Da gibt es vor allem im längeren Verlauf Möglichkeiten bei der UN. So was kann zum Beispiel in Zuge der „Universal Periodic Reviews“ geprüft werden. Das sind regelmäßige Überprüfungen der Menschenrechtslage in UN-Mitgliedsstaaten durch den UN-Menschenrechtsrat. Eine weitere Möglichkeit ist der Klagemechanismus der UN-Pakte. Im nationalen Kontext sind das die Gerichte, die diese Kritierien überprüfen können. In Deutschland haben z.B. mehrere Gerichte, das absolute Versammlungsverbot wieder aufgehoben, das nicht akzeptabel war.
politkorange: Müssen solche Einschränkungen irgendwo gemeldet werden?
Ja, ganz offiziell müssen Staaten Einschränkungen der Menschenrechte in Notständen oder Katastrophenfällen melden. Diese verletzt ja auch UN-Pakte. Ich glaube, da ist das Hochkommissariat für Menschenrechte zuständig. Ich kenne so was eher aus ganz schlimmen Naturkatastrophen oder aus Kriegszuständen.
politikorange: Wie kann Menschenrechtsverletzungen entgegentreten werden und welche Rolle spielen hier zivilgesellschaftliche Akteur*innen?
Ich glaube, es ist ganz wichtig sich einzumischen.

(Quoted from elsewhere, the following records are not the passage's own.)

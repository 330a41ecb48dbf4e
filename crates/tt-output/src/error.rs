//! Error types for tt-output.

use thiserror::Error;

/// Errors that can occur when writing simulation output.
#[derive(Debug, Error)]
pub enum OutputError {
    #[error("I/O error: {0}")]
    Io(#[from] std::io::Error),

    #[error("CSV write error: {0}")]
    Csv(#[from] csv::Error),
}

/// Alias for `Result<T, OutputError>`.
pub type OutputResult<T> = Result<T, OutputError>;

Der Chaos Computer Club ist da ein gutes Beispiel. Als die Debatte um die Corona-Tracking -App anfing, hat sich der Chaos Computerclub gleich proaktiv in die Diskussion eingemischt und veröffentlicht, welche Kriterien wichtig sind um die Privatsphäre der Nutzer zu schützen. Darüber hinaus braucht es auch ein Monotoring der Einschränkungen. So was macht zum Beispiel die „Gesellschaft für Freiheitsrechte.“ Die GFF überwacht und wertet Menschenrechtseinschränkungen aus. Und was natürlich abgesehen von der Zivilgesellschaft noch besonders bedeutend ist, ist die Gewaltenteilung und die Gerichte; und dass es eine funktionierende Klagemöglichkeit für Bürgerinnen und Bürger gibt.
politikorange: Wenn die Grundrechte eingeschränkt sind, wie viel Handlungsspielraum bleibt NGO’s denn dann überhaupt noch?

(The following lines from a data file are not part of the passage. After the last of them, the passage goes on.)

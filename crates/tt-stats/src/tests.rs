//! Unit tests for tt-stats.

#[cfg(test)]
mod configure_tests {
    use crate::{HistogramAccumulator, StatsError};

    #[test]
    fn bin_count_is_floor_plus_one() {
        assert_eq!(HistogramAccumulator::new(0.0, 30.0, 1.0).unwrap().bin_count(), 31);
        assert_eq!(HistogramAccumulator::new(0.0, 30.5, 1.0).unwrap().bin_count(), 31);
        assert_eq!(HistogramAccumulator::new(37.0, 37.0, 1.0).unwrap().bin_count(), 1);
        assert_eq!(HistogramAccumulator::new(0.0, 0.5, 1.0).unwrap().bin_count(), 1);
    }

    #[test]
    fn invalid_bin_width() {
        assert_eq!(
            HistogramAccumulator::new(0.0, 10.0, 0.0).unwrap_err(),
            StatsError::InvalidBinWidth(0.0)
        );
        assert!(HistogramAccumulator::new(0.0, 10.0, -1.0).is_err());
        assert!(HistogramAccumulator::new(0.0, 10.0, f64::NAN).is_err());
    }

    #[test]
    fn inverted_range() {
        let err = HistogramAccumulator::new(10.0, 0.0, 1.0).unwrap_err();
        assert!(matches!(err, StatsError::InvalidRange { .. }));
        assert!(!err.is_precondition());
    }

    #[test]
    fn absurd_bin_count_rejected() {
        let err = HistogramAccumulator::new(0.0, 1e12, 1e-6).unwrap_err();
        assert!(matches!(err, StatsError::TooManyBins { .. }), "{err}");
        assert!(!err.is_precondition());
        // A sane width over a huge range is not a bin width problem.
        let err = HistogramAccumulator::new(0.0, 1e9, 1.0).unwrap_err();
        assert!(matches!(err, StatsError::TooManyBins { max, .. } if max == 1 << 24));
        assert!(HistogramAccumulator::new(0.0, 1e6, 1.0).is_ok());
    }

    #[test]
    fn reconfigure_discards_data() {
        let mut h = HistogramAccumulator::new(0.0, 10.0, 1.0).unwrap();
        for v in [1.0, 2.0, 3.0] {
            h.add(v);
        }
        h.configure(0.0, 10.0, 1.0).unwrap();
        assert_eq!(h.total(), 0);
        assert!(h.bins().iter().all(|&c| c == 0));
        assert_eq!(h.sum(), 0.0);
        assert_eq!(h.sum_of_squares(), 0.0);
        assert_eq!(h, HistogramAccumulator::new(0.0, 10.0, 1.0).unwrap());
    }

    #[test]
    fn failed_reconfigure_keeps_state() {
        let mut h = HistogramAccumulator::new(0.0, 10.0, 1.0).unwrap();
        h.add(4.0);
        assert!(h.configure(0.0, 10.0, 0.0).is_err());
        assert_eq!(h.total(), 1);
        assert_eq!(h.bin_count(), 11);
    }

    #[test]
    fn reset_keeps_range() {
        let mut h = HistogramAccumulator::new(5.0, 15.0, 0.5).unwrap();
        h.add(7.0);
        h.reset();
        assert!(h.is_empty());
        assert_eq!(h.bin_count(), 21);
        assert_eq!(h.min_value(), 5.0);
    }
}

#[cfg(test)]
mod add_tests {
    use crate::HistogramAccumulator;

    #[test]
    fn rounds_to_nearest_bin() {
        let h = HistogramAccumulator::new(0.0, 10.0, 1.0).unwrap();
        assert_eq!(h.bin_index(2.4), 2);
        assert_eq!(h.bin_index(2.6), 3);
        assert_eq!(h.bin_index(2.5), 3); // round half away from zero
    }

    #[test]
    fn upper_edge_lands_in_last_bin() {
        let mut h = HistogramAccumulator::new(0.0, 30.0, 1.0).unwrap();
        h.add(30.0);
        assert_eq!(h.bins()[30], 1);
        assert_eq!(h.total(), 1);
    }

    #[test]
    fn out_of_range_saturates() {
        let mut h = HistogramAccumulator::new(0.0, 30.0, 1.0).unwrap();
        h.add(-5.0);
        h.add(1_000.0);
        h.add(f64::INFINITY);
        assert_eq!(h.bins()[0], 1);
        assert_eq!(h.bins()[30], 2);
        assert_eq!(h.total(), 3);
    }

    #[test]
    fn bins_sum_to_total() {
        let mut h = HistogramAccumulator::new(-3.0, 12.0, 0.25).unwrap();
        for i in 0..1_000 {
            h.add((i as f64 * 0.37) % 20.0 - 5.0);
        }
        assert_eq!(h.bins().iter().sum::<u64>(), h.total());
        assert_eq!(h.total(), 1_000);
    }

    #[test]
    fn moments_use_raw_values() {
        let mut h = HistogramAccumulator::new(0.0, 1.0, 1.0).unwrap();
        h.add(10.0); // clamped into the last bin, but counted at face value
        assert_eq!(h.sum(), 10.0);
        assert_eq!(h.sum_of_squares(), 100.0);
    }
}

#[cfg(test)]
mod summarize_tests {
    use rand::SeedableRng;
    use rand::distributions::Distribution;
    use rand::rngs::SmallRng;
    use tt_core::DelayDistribution;

    use crate::{HistogramAccumulator, StatsError};

    #[test]
    fn empty_is_precondition_error() {
        let h = HistogramAccumulator::new(0.0, 10.0, 1.0).unwrap();
        let err = h.summarize().unwrap_err();
        assert_eq!(err, StatsError::NoSamples);
        assert!(err.is_precondition());
        assert!(h.percentile_point(0.5).unwrap_err().is_precondition());
    }

    #[test]
    fn median_is_last_bin_below_half() {
        let mut h = HistogramAccumulator::new(0.0, 4.0, 1.0).unwrap();
        for v in [0.0, 1.0, 2.0, 3.0] {
            h.add(v);
        }
        let s = h.summarize().unwrap();
        // running counts 1, 2, 3, 4: only bin 0 is strictly below 2.
        assert_eq!(s.median, 0.0);
        // 3 < 3.8 but 4 is not.
        assert_eq!(s.percentile_95, 2.0);
        assert_eq!(s.mean, 1.5);
        assert_eq!(s.total, 4);
    }

    #[test]
    fn single_bin_mass_reports_bin_before_it() {
        let mut h = HistogramAccumulator::new(0.0, 10.0, 1.0).unwrap();
        for _ in 0..10 {
            h.add(5.0);
        }
        let s = h.summarize().unwrap();
        assert_eq!(s.median, 4.0);
        assert_eq!(s.percentile_95, 4.0);
        assert_eq!(s.std_dev, 0.0);
    }

    #[test]
    fn mass_in_first_bin_reports_zero_index() {
        let mut h = HistogramAccumulator::new(2.0, 10.0, 2.0).unwrap();
        h.add(2.0);
        let s = h.summarize().unwrap();
        assert_eq!(s.median, 2.0);
        assert_eq!(s.percentile_95, 2.0);
    }

    #[test]
    fn percentile_point_matches_summary() {
        let mut h = HistogramAccumulator::new(0.0, 100.0, 1.0).unwrap();
        for i in 0..=100 {
            h.add(i as f64);
        }
        let s = h.summarize().unwrap();
        assert_eq!(h.percentile_point(0.5).unwrap(), s.median);
        assert_eq!(h.percentile_point(0.95).unwrap(), s.percentile_95);
        assert_eq!(h.percentile_point(1.0).unwrap(), 99.0);
        assert!(matches!(h.percentile_point(0.0), Err(StatsError::InvalidQuantile(_))));
        assert!(h.percentile_point(1.5).is_err());
    }

    #[test]
    fn std_dev_never_negative_under_cancellation() {
        let mut h = HistogramAccumulator::new(0.0, 1.0, 1.0).unwrap();
        for _ in 0..1_000 {
            h.add(1e8 + 0.1);
        }
        let s = h.summarize().unwrap();
        assert!(s.std_dev >= 0.0);
        assert!(!s.std_dev.is_nan());
    }

    #[test]
    fn mean_within_range_when_nothing_clamped() {
        let mut h = HistogramAccumulator::new(10.0, 20.0, 0.5).unwrap();
        for i in 0..200 {
            h.add(10.0 + (i % 21) as f64 * 0.5);
        }
        let s = h.summarize().unwrap();
        assert!(s.mean >= h.min_value() && s.mean <= h.max_value());
        assert!(s.std_dev >= 0.0);
    }

    #[test]
    fn delay_distribution_histogram() {
        let mut h = HistogramAccumulator::new(0.0, 30.0, 1.0).unwrap();
        let d = DelayDistribution::new(0.0, 10.0).unwrap();
        let mut rng = SmallRng::seed_from_u64(42);
        for _ in 0..10_000 {
            h.add(d.sample(&mut rng));
        }
        let s = h.summarize().unwrap();
        assert_eq!(s.total, 10_000);
        let expected_mean = 10.0 * std::f64::consts::PI.sqrt() / 2.0;
        let expected_std = 10.0 * (1.0 - std::f64::consts::FRAC_PI_4).sqrt();
        assert!((s.mean - expected_mean).abs() < 0.3, "mean {}", s.mean);
        assert!((s.std_dev - expected_std).abs() < 0.3, "std {}", s.std_dev);
        // Rayleigh median ≈ 8.33; the binned median sits just below it.
        assert!((6.0..=9.0).contains(&s.median), "median {}", s.median);
        assert!(s.percentile_95 > s.median);
    }

    #[test]
    fn display_format() {
        let mut h = HistogramAccumulator::new(0.0, 4.0, 1.0).unwrap();
        for v in [0.0, 1.0, 2.0, 3.0] {
            h.add(v);
        }
        assert_eq!(
            h.summarize().unwrap().to_string(),
            "Avg: 1.50 Median: 0 T(95): 2 Deviation: 1.12"
        );
    }
}

#[cfg(test)]
mod merge_tests {
    use crate::{HistogramAccumulator, StatsError};

    fn filled(values: &[f64]) -> HistogramAccumulator {
        let mut h = HistogramAccumulator::new(0.0, 50.0, 1.0).unwrap();
        for &v in values {
            h.add(v);
        }
        h
    }

    fn values(seed: u64, n: usize) -> Vec<f64> {
        // Cheap deterministic spread over [-5, 60) to exercise clamping too.
        (0..n)
            .map(|i| ((i as u64 * 2_654_435_761 + seed) % 6_500) as f64 / 100.0 - 5.0)
            .collect()
    }

    #[test]
    fn merge_matches_single_accumulator() {
        let (a, b) = (values(1, 300), values(2, 500));
        let mut merged = filled(&a);
        merged.merge(&filled(&b)).unwrap();

        let all: Vec<f64> = a.iter().chain(&b).copied().collect();
        let direct = filled(&all);
        assert_eq!(merged.bins(), direct.bins());
        assert_eq!(merged.total(), 800);
        assert!((merged.sum() - direct.sum()).abs() < 1e-6);
    }

    #[test]
    fn merge_is_associative() {
        let (a, b, c) = (filled(&values(1, 100)), filled(&values(2, 200)), filled(&values(3, 300)));

        let mut left = a.clone();
        left.merge(&b).unwrap();
        left.merge(&c).unwrap();

        let mut bc = b.clone();
        bc.merge(&c).unwrap();
        let mut right = a.clone();
        right.merge(&bc).unwrap();

        assert_eq!(left.bins(), right.bins());
        assert_eq!(left.total(), right.total());
        assert!((left.sum() - right.sum()).abs() < 1e-9);
        assert!((left.sum_of_squares() - right.sum_of_squares()).abs() < 1e-6);
    }

    #[test]
    fn merge_is_commutative() {
        let (a, b) = (filled(&values(4, 50)), filled(&values(5, 70)));
        let mut ab = a.clone();
        ab.merge(&b).unwrap();
        let mut ba = b.clone();
        ba.merge(&a).unwrap();
        assert_eq!(ab.bins(), ba.bins());
        assert_eq!(ab.total(), ba.total());
    }

    #[test]
    fn empty_like_merges_as_identity() {
        let a = filled(&values(6, 40));
        let mut m = a.empty_like();
        assert!(m.is_empty());
        m.merge(&a).unwrap();
        assert_eq!(m, a);
    }

    #[test]
    fn incompatible_ranges_rejected() {
        let mut a = HistogramAccumulator::new(0.0, 10.0, 1.0).unwrap();
        let b = HistogramAccumulator::new(0.0, 20.0, 1.0).unwrap();
        assert!(matches!(a.merge(&b), Err(StatsError::IncompatibleBins { .. })));
    }
}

Das kommt auf den Kontext an. Was bei uns im Moment immer noch am stärksten eingeschränkt ist, ist das Versammlungsrecht. Allerdings gibt es auch hier Urteile von Gerichten, dass das Demonstrationsrecht nicht pauschal aufgehoben werden darf. Wenn bestimmte Kriterien eingehalten werden, wie zum Beispiel der Mindestabstand, dann muss dieses Recht gewährleistet werden. Einige zivilgesellschaftliche Akteure greifen jetzt zu alternativen Protestformen. Denken wir einmal an „Fight Every Crisis“ von Fridays For Future. Diese Aktion hat in Deutschland große mediale Aufmerksamkeit bekommen. Wichtig ist, dass Protest auf andere Art und Weise sichtbar gemacht wird. In anderen Ländern ist das natürlich viel schwieriger. Da sehen wir teilweise wie Journalisten festgenommen werden, weil sie über COVID-19 kritisch berichten und das ist natürlich hoch problematisch.